Stored items

▼

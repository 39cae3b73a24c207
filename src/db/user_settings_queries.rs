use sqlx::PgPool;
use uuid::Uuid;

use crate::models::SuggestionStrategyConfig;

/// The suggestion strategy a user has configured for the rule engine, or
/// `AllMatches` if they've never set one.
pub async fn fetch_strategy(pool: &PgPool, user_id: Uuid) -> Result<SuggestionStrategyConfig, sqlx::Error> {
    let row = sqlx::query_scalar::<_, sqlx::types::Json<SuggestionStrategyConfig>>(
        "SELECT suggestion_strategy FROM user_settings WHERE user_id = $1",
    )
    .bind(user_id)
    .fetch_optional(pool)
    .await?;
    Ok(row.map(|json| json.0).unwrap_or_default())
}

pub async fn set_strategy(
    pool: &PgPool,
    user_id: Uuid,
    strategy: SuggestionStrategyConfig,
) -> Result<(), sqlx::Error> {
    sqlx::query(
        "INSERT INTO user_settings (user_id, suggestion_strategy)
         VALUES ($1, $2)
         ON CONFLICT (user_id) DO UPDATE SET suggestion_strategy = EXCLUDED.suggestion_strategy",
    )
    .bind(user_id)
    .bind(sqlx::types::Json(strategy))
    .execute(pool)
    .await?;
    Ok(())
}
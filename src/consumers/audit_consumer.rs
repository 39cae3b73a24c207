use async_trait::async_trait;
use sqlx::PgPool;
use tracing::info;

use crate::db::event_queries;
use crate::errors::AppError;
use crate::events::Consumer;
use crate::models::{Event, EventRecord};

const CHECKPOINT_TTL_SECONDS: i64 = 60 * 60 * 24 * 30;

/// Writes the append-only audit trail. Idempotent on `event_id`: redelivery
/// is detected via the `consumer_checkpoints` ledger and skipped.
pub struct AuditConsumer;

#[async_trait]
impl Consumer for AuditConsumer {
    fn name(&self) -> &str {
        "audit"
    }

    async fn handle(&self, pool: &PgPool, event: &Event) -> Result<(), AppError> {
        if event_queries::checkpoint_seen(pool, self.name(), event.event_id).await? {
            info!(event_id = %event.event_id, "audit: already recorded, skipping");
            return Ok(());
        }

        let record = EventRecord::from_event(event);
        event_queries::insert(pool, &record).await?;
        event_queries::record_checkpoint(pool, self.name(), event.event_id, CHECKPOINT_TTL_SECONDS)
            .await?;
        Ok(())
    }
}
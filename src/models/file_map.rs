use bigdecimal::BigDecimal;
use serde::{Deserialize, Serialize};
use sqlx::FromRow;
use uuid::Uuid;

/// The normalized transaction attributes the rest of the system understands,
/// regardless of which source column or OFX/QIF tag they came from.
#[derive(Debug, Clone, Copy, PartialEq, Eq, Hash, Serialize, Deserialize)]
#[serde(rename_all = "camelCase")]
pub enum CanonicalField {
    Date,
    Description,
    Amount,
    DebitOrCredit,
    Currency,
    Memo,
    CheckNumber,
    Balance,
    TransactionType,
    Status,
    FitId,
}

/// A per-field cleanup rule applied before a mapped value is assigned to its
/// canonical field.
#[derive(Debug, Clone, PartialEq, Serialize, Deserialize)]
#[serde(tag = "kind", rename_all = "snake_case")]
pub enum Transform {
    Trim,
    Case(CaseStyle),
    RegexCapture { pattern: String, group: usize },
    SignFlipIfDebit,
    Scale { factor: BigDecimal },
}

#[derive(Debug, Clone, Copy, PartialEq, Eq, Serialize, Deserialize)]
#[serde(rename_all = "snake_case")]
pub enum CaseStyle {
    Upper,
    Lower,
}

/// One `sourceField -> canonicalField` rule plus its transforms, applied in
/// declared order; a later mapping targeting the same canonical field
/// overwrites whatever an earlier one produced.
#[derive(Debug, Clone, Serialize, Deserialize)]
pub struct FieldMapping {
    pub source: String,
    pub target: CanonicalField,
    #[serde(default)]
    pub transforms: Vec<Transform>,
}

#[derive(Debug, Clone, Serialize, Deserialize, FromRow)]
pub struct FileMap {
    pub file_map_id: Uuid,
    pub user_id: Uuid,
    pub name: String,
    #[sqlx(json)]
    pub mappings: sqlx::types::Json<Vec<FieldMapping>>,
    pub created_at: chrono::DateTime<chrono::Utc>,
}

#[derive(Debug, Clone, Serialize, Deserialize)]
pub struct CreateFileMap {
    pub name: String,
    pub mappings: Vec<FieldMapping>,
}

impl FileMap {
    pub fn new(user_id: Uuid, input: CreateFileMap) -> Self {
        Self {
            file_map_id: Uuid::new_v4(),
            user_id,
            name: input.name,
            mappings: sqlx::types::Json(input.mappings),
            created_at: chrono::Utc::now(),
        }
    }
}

▲

### EXERCISE DIRECTIONS
A verbatim reproduction of all the records above is the expected answer.

### EXERCISE ANSWER
repository 39cae3b73a24c207
filename src/db/user_settings_queries.rs
use sqlx::PgPool;
use uuid::Uuid;

use crate::models::SuggestionStrategyConfig;

/// The suggestion strategy a user has configured for the rule engine, or
/// `AllMatches` if they've never set one.
pub async fn fetch_strategy(pool: &PgPool, user_id: Uuid) -> Result<SuggestionStrategyConfig, sqlx::Error> {
    let row = sqlx::query_scalar::<_, sqlx::types::Json<SuggestionStrategyConfig>>(
        "SELECT suggestion_strategy FROM user_settings WHERE user_id = $1",
    )
    .bind(user_id)
    .fetch_optional(pool)
    .await?;
    Ok(row.map(|json| json.0).unwrap_or_default())
}

pub async fn set_strategy(
    pool: &PgPool,
    user_id: Uuid,
    strategy: SuggestionStrategyConfig,
) -> Result<(), sqlx::Error> {
    sqlx::query(
        "INSERT INTO user_settings (user_id, suggestion_strategy)
         VALUES ($1, $2)
         ON CONFLICT (user_id) DO UPDATE SET suggestion_strategy = EXCLUDED.suggestion_strategy",
    )
    .bind(user_id)
    .bind(sqlx::types::Json(strategy))
    .execute(pool)
    .await?;
    Ok(())
}
filename src/consumers/audit_consumer.rs
repository 39cae3b73a24c207
use async_trait::async_trait;
use sqlx::PgPool;
use tracing::info;

use crate::db::event_queries;
use crate::errors::AppError;
use crate::events::Consumer;
use crate::models::{Event, EventRecord};

const CHECKPOINT_TTL_SECONDS: i64 = 60 * 60 * 24 * 30;

/// Writes the append-only audit trail. Idempotent on `event_id`: redelivery
/// is detected via the `consumer_checkpoints` ledger and skipped.
pub struct AuditConsumer;

#[async_trait]
impl Consumer for AuditConsumer {
    fn name(&self) -> &str {
        "audit"
    }

    async fn handle(&self, pool: &PgPool, event: &Event) -> Result<(), AppError> {
        if event_queries::checkpoint_seen(pool, self.name(), event.event_id).await? {
            info!(event_id = %event.event_id, "audit: already recorded, skipping");
            return Ok(());
        }

        let record = EventRecord::from_event(event);
        event_queries::insert(pool, &record).await?;
        event_queries::record_checkpoint(pool, self.name(), event.event_id, CHECKPOINT_TTL_SECONDS)
            .await?;
        Ok(())
    }
}
filename src/models/file_map.rs
use bigdecimal::BigDecimal;
use serde::{Deserialize, Serialize};
use sqlx::FromRow;
use uuid::Uuid;

/// The normalized transaction attributes the rest of the system understands,
/// regardless of which source column or OFX/QIF tag they came from.
#[derive(Debug, Clone, Copy, PartialEq, Eq, Hash, Serialize, Deserialize)]
#[serde(rename_all = "camelCase")]
pub enum CanonicalField {
    Date,
    Description,
    Amount,
    DebitOrCredit,
    Currency,
    Memo,
    CheckNumber,
    Balance,
    TransactionType,
    Status,
    FitId,
}

/// A per-field cleanup rule applied before a mapped value is assigned to its
/// canonical field.
#[derive(Debug, Clone, PartialEq, Serialize, Deserialize)]
#[serde(tag = "kind", rename_all = "snake_case")]
pub enum Transform {
    Trim,
    Case(CaseStyle),
    RegexCapture { pattern: String, group: usize },
    SignFlipIfDebit,
    Scale { factor: BigDecimal },
}

#[derive(Debug, Clone, Copy, PartialEq, Eq, Serialize, Deserialize)]
#[serde(rename_all = "snake_case")]
pub enum CaseStyle {
    Upper,
    Lower,
}

/// One `sourceField -> canonicalField` rule plus its transforms, applied in
/// declared order; a later mapping targeting the same canonical field
/// overwrites whatever an earlier one produced.
#[derive(Debug, Clone, Serialize, Deserialize)]
pub struct FieldMapping {
    pub source: String,
    pub target: CanonicalField,
    #[serde(default)]
    pub transforms: Vec<Transform>,
}

#[derive(Debug, Clone, Serialize, Deserialize, FromRow)]
pub struct FileMap {
    pub file_map_id: Uuid,
    pub user_id: Uuid,
    pub name: String,
    #[sqlx(json)]
    pub mappings: sqlx::types::Json<Vec<FieldMapping>>,
    pub created_at: chrono::DateTime<chrono::Utc>,
}

#[derive(Debug, Clone, Serialize, Deserialize)]
pub struct CreateFileMap {
    pub name: String,
    pub mappings: Vec<FieldMapping>,
}

impl FileMap {
    pub fn new(user_id: Uuid, input: CreateFileMap) -> Self {
        Self {
            file_map_id: Uuid::new_v4(),
            user_id,
            name: input.name,
            mappings: sqlx::types::Json(input.mappings),
            created_at: chrono::Utc::now(),
        }
    }
}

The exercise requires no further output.